{These [spirits], when anyone conjures, if he is a renowned medicine man, they all appear and speak to him mostly in his own language. Some few excepted are the Pike (a jack fish) who speaks French, the Sun and Moon both speak English, the Bull or Buffaloe in an unknown, or at least strange, language. But all [are] perfectly intelligible to the conjurer.
I am quite astray—leaving the proper thread of my story to follow one of its branches. I ought to have said that.}
[Sun]
The Sun, when he appears to an Indian, he is seen in the heavens, as an Indian (i. e. a man) walking on the wind. His dress is of a variety of colors and handsome.
[A Dream Meeting with Sun]
I had a dream the latter part of which I shall relate to you as it is perfectly descriptive of the manner or form in which the Sun appears. I related it the next day to some of my half-breeds, when one of them replied, "What a pity! Had you now forborne for a few days mentioning this, he would have appeared again to you, and then you would have had a fine opportunity of learning (from the fountain-head, as we might say) how it is the Indians come to perform those things the white will never credit." And he continued that it was precisely the form he assumed when he appears to the Indians.

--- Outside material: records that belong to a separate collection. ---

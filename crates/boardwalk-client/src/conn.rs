use std::collections::HashMap;
use std::io;
use std::sync::{Arc, Mutex};

use boardwalk_proto::{encode_frame, FrameBuffer, FrameError, Request, Response};
use tokio::io::{AsyncRead, AsyncReadExt, AsyncWrite, AsyncWriteExt};
use tokio::sync::{mpsc, oneshot};
use tokio::task::JoinHandle;
use tokio::time::timeout;
use tracing::{debug, warn};
use uuid::Uuid;

use crate::config::ClientConfig;
use crate::error::ClientError;
use crate::trace;

/// Unsolicited frames queue here until a subscriber drains them; anything
/// beyond this is dropped.
const UNSOLICITED_BUFFER: usize = 32;

type PendingMap = Arc<Mutex<HashMap<String, oneshot::Sender<Response>>>>;

/// Why the reader task stopped. Cloneable so every pending waiter can
/// surface the same cause.
#[derive(Debug, Clone)]
enum ConnFailure {
    Io(io::ErrorKind, String),
    Decode(String),
    Closed,
}

impl ConnFailure {
    fn to_error(&self) -> ClientError {
        match self {
            ConnFailure::Io(kind, message) => {
                ClientError::Read(io::Error::new(*kind, message.clone()))
            }
            ConnFailure::Decode(message) => ClientError::Decode(message.clone()),
            ConnFailure::Closed => ClientError::ConnectionClosed,
        }
    }
}

/// One duplex connection with a dispatcher task owning the read side.
///
/// Every in-flight request registers a completion slot keyed by its
/// correlation tag; each decoded frame either fulfills its slot or flows to
/// the unsolicited channel, so concurrent callers never consume each
/// other's responses. A connection is bound to one trust profile and
/// discarded when its workflow ends.
pub struct Connection {
    writer: tokio::sync::Mutex<Box<dyn AsyncWrite + Send + Unpin>>,
    pending: PendingMap,
    unsolicited: tokio::sync::Mutex<mpsc::Receiver<Response>>,
    last_unmatched: Arc<Mutex<Option<String>>>,
    failure: Arc<Mutex<Option<ConnFailure>>>,
    reader: JoinHandle<()>,
    config: ClientConfig,
}

impl Connection {
    /// Take ownership of an established duplex stream and start the
    /// dispatcher over it.
    pub fn spawn<S>(stream: S, config: ClientConfig) -> Self
    where
        S: AsyncRead + AsyncWrite + Send + 'static,
    {
        let (read_half, write_half) = tokio::io::split(stream);
        let pending: PendingMap = Arc::default();
        let (unsolicited_tx, unsolicited_rx) = mpsc::channel(UNSOLICITED_BUFFER);
        let last_unmatched = Arc::new(Mutex::new(None));
        let failure = Arc::new(Mutex::new(None));

        let reader = tokio::spawn(read_loop(
            read_half,
            pending.clone(),
            unsolicited_tx,
            last_unmatched.clone(),
            failure.clone(),
            config.trace_wire,
        ));

        Self {
            writer: tokio::sync::Mutex::new(Box::new(write_half)),
            pending,
            unsolicited: tokio::sync::Mutex::new(unsolicited_rx),
            last_unmatched,
            failure,
            reader,
            config,
        }
    }

    /// Send one request and wait for the response bearing its tag.
    ///
    /// The correlation tag is freshly generated here, overwriting anything
    /// the caller set. The write and the wait each get their own deadline
    /// derived from [`ClientConfig::request_timeout`]; a timeout on either
    /// side is reported distinctly.
    pub async fn send_request(&self, mut request: Request) -> Result<Response, ClientError> {
        let tag = Uuid::new_v4().to_string();
        request.header.client_tag = Some(tag.clone());
        let url = request.header.url.clone();

        let frame = encode_frame(&request).map_err(|err| ClientError::Encode(err.to_string()))?;
        trace::outbound(&request, self.config.trace_wire);

        let (slot_tx, slot_rx) = oneshot::channel();
        self.pending.lock().unwrap().insert(tag.clone(), slot_tx);

        let write = async {
            let mut writer = self.writer.lock().await;
            writer.write_all(&frame).await?;
            writer.flush().await
        };
        match timeout(self.config.request_timeout, write).await {
            Err(_) => {
                self.forget(&tag);
                return Err(ClientError::WriteTimeout { url });
            }
            Ok(Err(err)) => {
                self.forget(&tag);
                return Err(ClientError::Write(err));
            }
            Ok(Ok(())) => {}
        }

        match timeout(self.config.request_timeout, slot_rx).await {
            Ok(Ok(response)) => {
                debug!(tag = %tag, url = %url, "response matches request tag");
                trace::inbound(&response, self.config.trace_wire);
                Ok(response)
            }
            // The reader dropped our slot: surface whatever stopped it.
            Ok(Err(_)) => Err(self.failure_error()),
            Err(_) => {
                self.forget(&tag);
                Err(ClientError::RequestTimeout {
                    url,
                    timeout: self.config.request_timeout,
                    last_status: self.last_unmatched.lock().unwrap().clone(),
                })
            }
        }
    }

    /// Borrow the stream of frames that matched no in-flight request. The
    /// pairing confirmation phase filters this by content.
    pub async fn unsolicited(&self) -> tokio::sync::MutexGuard<'_, mpsc::Receiver<Response>> {
        self.unsolicited.lock().await
    }

    /// The failure recorded by the reader task, if it has stopped.
    pub fn failure_error(&self) -> ClientError {
        self.failure
            .lock()
            .unwrap()
            .as_ref()
            .map(ConnFailure::to_error)
            .unwrap_or(ClientError::ConnectionClosed)
    }

    fn forget(&self, tag: &str) {
        self.pending.lock().unwrap().remove(tag);
    }
}

impl Drop for Connection {
    fn drop(&mut self) {
        self.reader.abort();
    }
}

async fn read_loop<R>(
    mut reader: R,
    pending: PendingMap,
    unsolicited: mpsc::Sender<Response>,
    last_unmatched: Arc<Mutex<Option<String>>>,
    failure: Arc<Mutex<Option<ConnFailure>>>,
    trace_wire: bool,
) where
    R: AsyncRead + Send + Unpin,
{
    let mut frames = FrameBuffer::new();
    let mut chunk = [0u8; 4096];

    let outcome = 'read: loop {
        loop {
            match frames.next_frame::<Response>() {
                Ok(Some(response)) => {
                    dispatch(response, &pending, &unsolicited, &last_unmatched, trace_wire)
                }
                Ok(None) => break,
                Err(FrameError::Decode(err)) => {
                    warn!(error = %err, "malformed frame, aborting connection");
                    break 'read ConnFailure::Decode(err.to_string());
                }
                Err(err) => break 'read ConnFailure::Decode(err.to_string()),
            }
        }
        match reader.read(&mut chunk).await {
            Ok(0) => break 'read ConnFailure::Closed,
            Ok(n) => frames.extend(&chunk[..n]),
            Err(err) => break 'read ConnFailure::Io(err.kind(), err.to_string()),
        }
    };

    *failure.lock().unwrap() = Some(outcome);
    // Dropping the slots wakes every in-flight caller.
    pending.lock().unwrap().clear();
}

fn dispatch(
    response: Response,
    pending: &PendingMap,
    unsolicited: &mpsc::Sender<Response>,
    last_unmatched: &Arc<Mutex<Option<String>>>,
    trace_wire: bool,
) {
    let slot = response
        .header
        .client_tag
        .as_ref()
        .and_then(|tag| pending.lock().unwrap().remove(tag));

    match slot {
        Some(slot) => {
            if slot.send(response).is_err() {
                debug!("matched response arrived after its caller gave up");
            }
        }
        None => {
            trace::inbound(&response, trace_wire);
            if let Some(status) = response.header.status_code.clone() {
                *last_unmatched.lock().unwrap() = Some(status);
            }
            match unsolicited.try_send(response) {
                Ok(()) => {}
                Err(mpsc::error::TrySendError::Full(_)) => {
                    debug!("unsolicited frame dropped, buffer full")
                }
                Err(mpsc::error::TrySendError::Closed(_)) => {}
            }
        }
    }
}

In my dream I thought we were travelling a road from which some of our party had the utmost to dread from the ambush of an Indian who could transport himself to what place he pleased. As we were walking, I happened to look above and was much struck with the appearance of a man walking in the heavens. His dress was that of a neat Southern Indian, composed mostly of red and yellow, but also of a few other colors. The garters of his leggings were also neat and handsome and had a tuft of swans-down that had been powdered with vermillion attached to the knot on the back part of the leg. To his shoes were attached two long swan quills inclosing the foot thus
with a tuft of down at each end and in the middle on both sides all powdered with vermillion. With these quills and down, and the down on his garters, [he was buoyed] up in the air. I addressed [him] in broken Cree. He answered in the same broken accent. Upon my second address, I thought he did not understand more of that language than I did myself. The Sauteux seemed to me his proper tongue, and I was glad of having an opportunity of speaking that language. So I the third time addressed him in it, asked him from whence he came, whither he was going. He was very high, insomuch that the others thought it preposterous in my addressing him—that he could not hear from that distance. Upon this he came down and talked with us, saying he was an ambassador. Such is the habillement, and manner in which the Sun shews himself.